■ **Problem details**: Each line from the one containing "to the store." to the end of the entries below must be restated exactly, and no other line should appear.
*** Material for this exercise
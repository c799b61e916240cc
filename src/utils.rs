use std::fmt::{Display, Write};

/// Joins [`Display`]able items with `delim`.
pub(crate) fn iter_join<I, T>(iter: I, delim: &str) -> String
where
    I: IntoIterator<Item = T>,
    T: Display,
{
    let mut out = String::new();
    for (i, item) in iter.into_iter().enumerate() {
        if i > 0 {
            out.push_str(delim);
        }
        let _ = write!(out, "{}", item);
    }
    out
}

/// Compile a `LIST` mailbox pattern: `*` matches anything, `%` matches anything but the
/// hierarchy delimiter. Everything else is literal.
#[cfg(any(test, feature = "test_helpers"))]
pub(crate) fn list_pattern(
    pattern: &str,
    delimiter: Option<char>,
) -> Result<regex::Regex, regex::Error> {
    let mut re = String::from("^");
    for c in pattern.chars() {
        match (c, delimiter) {
            ('*', _) => re.push_str(".*"),
            ('%', Some(d)) => {
                re.push_str("[^");
                re.push_str(&regex::escape(&d.to_string()));
                re.push_str("]*");
            }
            ('%', None) => re.push_str(".*"),
            (c, _) => re.push_str(&regex::escape(&c.to_string())),
        }
    }
    re.push('$');
    regex::Regex::new(&re)
}
//! IMAP error types.

use std::result;

use thiserror::Error;

use crate::criteria::CriteriaError;
use crate::store::StoreError;

/// A convenience wrapper around `Result` for `mailbox_tools::Error`.
pub type Result<T> = result::Result<T, Error>;

/// A set of errors that can occur while operating on the mailbox.
#[derive(Debug, Error)]
#[non_exhaustive]
pub enum Error {
    /// The configuration is incomplete: missing host, login or credential.
    /// Only raised at startup.
    #[error("configuration error: {0}")]
    Configuration(String),
    /// The session was dead and re-authenticating failed. The next operation retries from
    /// scratch.
    #[error("mail session unavailable: {0}")]
    SessionUnavailable(#[source] StoreError),
    /// The folder does not exist on the store.
    #[error("folder not found: {0}")]
    FolderNotFound(String),
    /// The folder exists but may not be selected or queried.
    #[error("access to folder denied: {0}")]
    FolderAccessDenied(String),
    /// The search criteria (or a UID list) did not follow the search grammar. Nothing was sent
    /// to the store.
    #[error("malformed search criteria: {0}")]
    MalformedCriteria(#[from] CriteriaError),
    /// Any other failure reported by the underlying IMAP capability.
    #[error("mail store error: {0}")]
    MailStore(#[source] StoreError),
}

impl Error {
    /// Whether this error means the connection itself can no longer be trusted.
    pub fn is_connection_failure(&self) -> bool {
        match self {
            Error::MailStore(e) => e.is_connection_failure(),
            Error::SessionUnavailable(_) => true,
            _ => false,
        }
    }
}

impl From<StoreError> for Error {
    fn from(err: StoreError) -> Error {
        match err {
            StoreError::NoSuchFolder(folder) => Error::FolderNotFound(folder),
            StoreError::PermissionDenied(folder) => Error::FolderAccessDenied(folder),
            other => Error::MailStore(other),
        }
    }
}

#[cfg(test)]
mod tests {
    use super::*;

    #[test]
    fn folder_failures_keep_their_kind() {
        let err: Error = StoreError::NoSuchFolder("Archive".into()).into();
        assert!(matches!(err, Error::FolderNotFound(f) if f == "Archive"));

        let err: Error = StoreError::PermissionDenied("Shared".into()).into();
        assert!(matches!(err, Error::FolderAccessDenied(f) if f == "Shared"));
    }

    #[test]
    fn connection_failures_are_flagged() {
        let err: Error = StoreError::Connection("broken pipe".into()).into();
        assert!(err.is_connection_failure());
        assert!(matches!(err, Error::MailStore(_)));

        let err: Error = StoreError::Protocol("BAD".into()).into();
        assert!(!err.is_connection_failure());
    }
}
******
■ **Result of this task**:
    /// to the store.
    #[error("malformed search criteria: {0}")]
    MalformedCriteria(#[from] CriteriaError),
    /// Any other failure reported by the underlying IMAP capability.
    #[error("mail store error: {0}")]
    MailStore(#[source] StoreError),
}

impl Error {
    /// Whether this error means the connection itself can no longer be trusted.
    pub fn is_connection_failure(&self) -> bool {
        match self {
            Error::MailStore(e) => e.is_connection_failure(),
            Error::SessionUnavailable(_) => true,
            _ => false,
        }
    }
}

impl From<StoreError> for Error {
    fn from(err: StoreError) -> Error {
        match err {
            StoreError::NoSuchFolder(folder) => Error::FolderNotFound(folder),
            StoreError::PermissionDenied(folder) => Error::FolderAccessDenied(folder),
            other => Error::MailStore(other),
        }
    }
}

#[cfg(test)]
mod tests {
    use super::*;

    #[test]
    fn folder_failures_keep_their_kind() {
        let err: Error = StoreError::NoSuchFolder("Archive".into()).into();
        assert!(matches!(err, Error::FolderNotFound(f) if f == "Archive"));

        let err: Error = StoreError::PermissionDenied("Shared".into()).into();
        assert!(matches!(err, Error::FolderAccessDenied(f) if f == "Shared"));
    }

    #[test]
    fn connection_failures_are_flagged() {
        let err: Error = StoreError::Connection("broken pipe".into()).into();
        assert!(err.is_connection_failure());
        assert!(matches!(err, Error::MailStore(_)));

        let err: Error = StoreError::Protocol("BAD".into()).into();
        assert!(!err.is_connection_failure());
    }
}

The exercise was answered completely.